● **WORK REQUIRED**
Run through the data and copy out every line that mentions the word "false".

● **THE DATA**

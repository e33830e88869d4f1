use async_trait::async_trait;

use super::Message;

/// Обработчик сообщений подписки.
///
/// Вызывается воркером подписки по одному сообщению за раз. Ошибка или
/// паника обработчика записывается в лог и не останавливает воркер.
#[async_trait]
pub trait MessageHandler: Send + Sync + 'static {
    async fn handle(
        &self,
        message: Message,
    ) -> anyhow::Result<()>;
}

#[async_trait]
impl<F> MessageHandler for F
where
    F: Fn(Message) -> anyhow::Result<()> + Send + Sync + 'static,
{
    async fn handle(
        &self,
        message: Message,
    ) -> anyhow::Result<()> {
        (self)(message)
    }
}
use std::{path::PathBuf, sync::Arc};

use aura_error::{AuraResult, AuthError, ErrorExt, ResultExt, StatusCode};
use bytes::Bytes;
use parking_lot::Mutex;
use serde::Serialize;
use tokio::{runtime::Handle, sync::watch, task::JoinHandle};
use tracing::{debug, error, info, warn};

use super::{
    dedupe::SeenSet,
    dispatch::{Dispatcher, Registration},
    scanner::{self, ScanReport},
    stats::{BrokerCounters, BrokerStats},
    wake::wake_source,
    MessageHandler,
};
use crate::{
    auth::{Action, Token, TokenStore},
    config::BrokerConfig,
    mailbox::{FsMailbox, Mailbox, MessageRecord, RecordHandle},
    topic::{validate_pattern, validate_topic},
};

/// Состояние брокера, общее для всех его дескрипторов и фонового сканера.
pub(crate) struct BrokerShared {
    pub config: BrokerConfig,
    pub tokens: TokenStore,
    pub mailbox: Arc<dyn Mailbox>,
    pub dispatcher: Dispatcher,
    pub seen: SeenSet,
    pub counters: Arc<BrokerCounters>,
    /// Проходы сканера в одном процессе не пересекаются.
    pub scan_lock: Mutex<()>,
}

/// Жизненный цикл фонового сканера. Когда последний дескриптор брокера
/// удалён, сканер получает сигнал остановки.
struct Lifecycle {
    shutdown_tx: watch::Sender<bool>,
    scanner: Mutex<Option<JoinHandle<()>>>,
}

/// Брокер публикаций и подписок по топикам.
///
/// Дескриптор дёшево клонируется. Процессы, открывшие брокер на одном
/// каталоге, обмениваются сообщениями через почтовый ящик в этом каталоге
/// и признают токены друг друга.
///
/// Публичные операции возвращают `bool`: отказ в правах, неверный топик и
/// сбой хранилища записываются в лог и в счётчики, но не пробрасываются.
#[derive(Clone)]
pub struct Broker {
    shared: Arc<BrokerShared>,
    lifecycle: Arc<Lifecycle>,
}

////////////////////////////////////////////////////////////////////////////////
// Собственные методы
////////////////////////////////////////////////////////////////////////////////

impl Broker {
    /// Открывает брокер на каталоге `config.mailbox_dir`.
    ///
    /// Должен вызываться внутри рантайма tokio: сразу запускается сканер,
    /// если он не отключён в `config.scan_enabled`.
    pub fn open(config: BrokerConfig) -> AuraResult<Self> {
        config.validate()?;
        let mailbox = FsMailbox::open(&config.mailbox_dir).context("open mailbox")?;
        let token_file = config.token_path();
        Self::with_mailbox(config, Arc::new(mailbox), Some(token_file))
    }

    /// Собирает брокер над произвольным хранилищем.
    ///
    /// Без `token_file` таблица токенов живёт только в памяти.
    pub fn with_mailbox(
        config: BrokerConfig,
        mailbox: Arc<dyn Mailbox>,
        token_file: Option<PathBuf>,
    ) -> AuraResult<Self> {
        config.validate()?;
        let runtime = Handle::try_current().map_err(|e| {
            aura_error::GenericError::new(
                StatusCode::Unsupported,
                format!("broker requires a tokio runtime: {e}"),
            )
        })?;

        let tokens = match token_file {
            Some(path) => TokenStore::open(path).context("open token table")?,
            None => TokenStore::in_memory(),
        };

        let counters = Arc::new(BrokerCounters::default());
        let shared = Arc::new(BrokerShared {
            dispatcher: Dispatcher::new(config.queue_capacity, runtime.clone(), counters.clone()),
            seen: SeenSet::new(config.seen_ttl()),
            config,
            tokens,
            mailbox,
            counters,
            scan_lock: Mutex::new(()),
        });

        let (shutdown_tx, shutdown_rx) = watch::channel(false);
        let scanner = if shared.config.scan_enabled {
            let wake = wake_source(
                shared.config.discovery,
                shared.config.poll_interval(),
                shared.mailbox.watch_root(),
            );
            Some(runtime.spawn(scanner::run(shared.clone(), wake, shutdown_rx)))
        } else {
            debug!("mailbox scanner disabled");
            None
        };

        info!(
            mailbox = ?shared.mailbox.watch_root(),
            poll_interval_ms = shared.config.poll_interval_ms,
            discovery = ?shared.config.discovery,
            scan_enabled = shared.config.scan_enabled,
            "broker started"
        );

        Ok(Self {
            shared,
            lifecycle: Arc::new(Lifecycle {
                shutdown_tx,
                scanner: Mutex::new(scanner),
            }),
        })
    }

    /// Выпускает токен для `owner` с указанными правами.
    pub fn create_token<I, S>(
        &self,
        owner: &str,
        permissions: I,
    ) -> AuraResult<Token>
    where
        I: IntoIterator<Item = S>,
        S: AsRef<str>,
    {
        self.shared.tokens.create(owner, permissions)
    }

    /// Подписывает владельца токена на `pattern`.
    ///
    /// Повторная подписка того же владельца на тот же шаблон возвращает
    /// `true` и не создаёт второго воркера; новый обработчик при этом
    /// отбрасывается.
    pub fn subscribe<H: MessageHandler>(
        &self,
        token: &Token,
        pattern: &str,
        handler: H,
    ) -> bool {
        if let Err(err) = validate_pattern(pattern) {
            warn!(pattern, error = %err, "subscribe rejected");
            return false;
        }
        let owner = match self.authorize(token, Action::Subscribe, pattern) {
            Some(owner) => owner,
            None => return false,
        };

        match self
            .shared
            .dispatcher
            .register(pattern, &owner, Arc::new(handler))
        {
            Registration::Created(id) => info!(id, pattern, owner = %owner, "subscribed"),
            Registration::AlreadyActive(id) => {
                debug!(id, pattern, owner = %owner, "already subscribed")
            }
        }
        true
    }

    /// Снимает подписку владельца токена на `pattern`.
    ///
    /// `false`, если права нет или такой подписки не было.
    pub fn unsubscribe(
        &self,
        token: &Token,
        pattern: &str,
    ) -> bool {
        let owner = match self.authorize(token, Action::Unsubscribe, pattern) {
            Some(owner) => owner,
            None => return false,
        };

        let removed = self.shared.dispatcher.unregister(pattern, &owner);
        if removed {
            info!(pattern, owner = %owner, "unsubscribed");
        } else {
            debug!(pattern, owner = %owner, "no such subscription");
        }
        removed
    }

    /// Публикует сообщение в конкретный топик.
    ///
    /// Запись сохраняется в ящике до того, как сообщение раздаётся
    /// локальным подпискам; если запись не удалась, никто ничего не
    /// получает.
    pub fn publish(
        &self,
        token: &Token,
        topic: &str,
        payload: impl Into<Bytes>,
    ) -> bool {
        match self.try_publish(token, topic, payload.into()) {
            Ok(record) => {
                let reached = self.shared.dispatcher.fan_out(Arc::new(record));
                debug!(topic, reached, "message published");
                BrokerCounters::bump(&self.shared.counters.published, 1);
                true
            }
            Err(err) => {
                self.record_failure(&err);
                false
            }
        }
    }

    /// Публикует значение, сериализованное в JSON.
    pub fn publish_json<T: Serialize + ?Sized>(
        &self,
        token: &Token,
        topic: &str,
        value: &T,
    ) -> bool {
        match serde_json::to_vec(value) {
            Ok(payload) => self.publish(token, topic, payload),
            Err(err) => {
                warn!(topic, error = %err, "payload is not serializable");
                BrokerCounters::bump(&self.shared.counters.publish_failures, 1);
                false
            }
        }
    }

    /// Выполняет один проход сканера синхронно.
    pub fn scan_once(&self) -> ScanReport {
        scanner::scan_once(&self.shared)
    }

    /// Записи, ещё лежащие в почтовом ящике.
    pub fn pending(&self) -> AuraResult<Vec<RecordHandle>> {
        self.shared.mailbox.list_pending()
    }

    pub fn stats(&self) -> BrokerStats {
        self.shared.counters.snapshot()
    }

    pub fn subscription_count(&self) -> usize {
        self.shared.dispatcher.len()
    }

    /// Активные подписки как пары `(pattern, owner)`.
    pub fn subscriptions(&self) -> Vec<(String, String)> {
        self.shared.dispatcher.subscriptions()
    }

    pub fn tokens(&self) -> &TokenStore {
        &self.shared.tokens
    }

    pub fn config(&self) -> &BrokerConfig {
        &self.shared.config
    }

    /// Останавливает сканер и все воркеры подписок.
    ///
    /// Сообщения, оставшиеся в очередях, не доставляются. Записи в ящике
    /// остаются для других процессов.
    pub async fn shutdown(&self) {
        let _ = self.lifecycle.shutdown_tx.send(true);
        let scanner = self.lifecycle.scanner.lock().take();
        if let Some(scanner) = scanner {
            if let Err(err) = scanner.await {
                error!(error = %err, "mailbox scanner did not stop cleanly");
            }
        }
        self.shared.dispatcher.shutdown().await;
        info!("broker stopped");
    }

    fn try_publish(
        &self,
        token: &Token,
        topic: &str,
        payload: Bytes,
    ) -> AuraResult<MessageRecord> {
        validate_topic(topic)?;
        let owner = self.shared.tokens.check(token, Action::Publish, topic)?;

        let record = MessageRecord::new(topic, payload, owner.as_ref());
        // отметка ставится до записи, чтобы собственный сканер не успел
        // разослать запись второй раз
        self.shared.seen.mark(record.message_id);
        if let Err(err) = self.shared.mailbox.persist(&record) {
            self.shared.seen.forget(record.message_id);
            return Err(err.context(format!("persist message for {topic}")));
        }
        Ok(record)
    }

    fn authorize(
        &self,
        token: &Token,
        action: Action,
        topic: &str,
    ) -> Option<Arc<str>> {
        match self.shared.tokens.check(token, action, topic) {
            Ok(owner) => Some(owner),
            Err(err) => {
                BrokerCounters::bump(&self.shared.counters.denied, 1);
                log_denied(&err);
                None
            }
        }
    }

    fn record_failure(
        &self,
        err: &aura_error::StackError,
    ) {
        let counters = &self.shared.counters;
        match err.downcast_ref::<AuthError>() {
            Some(auth) => {
                BrokerCounters::bump(&counters.denied, 1);
                log_denied(auth);
            }
            None if err.status_code().is_client_error() => {
                BrokerCounters::bump(&counters.publish_failures, 1);
                warn!(error = %err, "publish rejected");
            }
            None => {
                BrokerCounters::bump(&counters.publish_failures, 1);
                error!(error = %err, code = %err.status_code(), "publish failed");
            }
        }
    }
}

fn log_denied(err: &AuthError) {
    let tags = err.metrics_tags();
    let tag = |key: &str| {
        tags.iter()
            .find(|(k, _)| *k == key)
            .map(|(_, v)| v.as_str())
            .unwrap_or("-")
    };
    warn!(
        owner = tag("owner"),
        action = tag("action"),
        topic = tag("topic"),
        code = %err.status_code(),
        "{}",
        err.client_message()
    );
}

////////////////////////////////////////////////////////////////////////////////
// Общие реализации трейтов
////////////////////////////////////////////////////////////////////////////////

impl Drop for Lifecycle {
    fn drop(&mut self) {
        let _ = self.shutdown_tx.send(true);
    }
}

impl std::fmt::Debug for Broker {
    fn fmt(
        &self,
        f: &mut std::fmt::Formatter<'_>,
    ) -> std::fmt::Result {
        f.debug_struct("Broker")
            .field("mailbox", &self.shared.mailbox.watch_root())
            .field("subscriptions", &self.shared.dispatcher.len())
            .field("tokens", &self.shared.tokens.len())
            .finish()
    }
}

////////////////////////////////////////////////////////////////////////////////
// Тесты
////////////////////////////////////////////////////////////////////////////////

● **EXERCISE RESPONSE**
        let (shutdown_tx, shutdown_rx) = watch::channel(false);
            return false;
            None => return false,
    /// `false`, если права нет или такой подписки не было.
            None => return false,
                false
                false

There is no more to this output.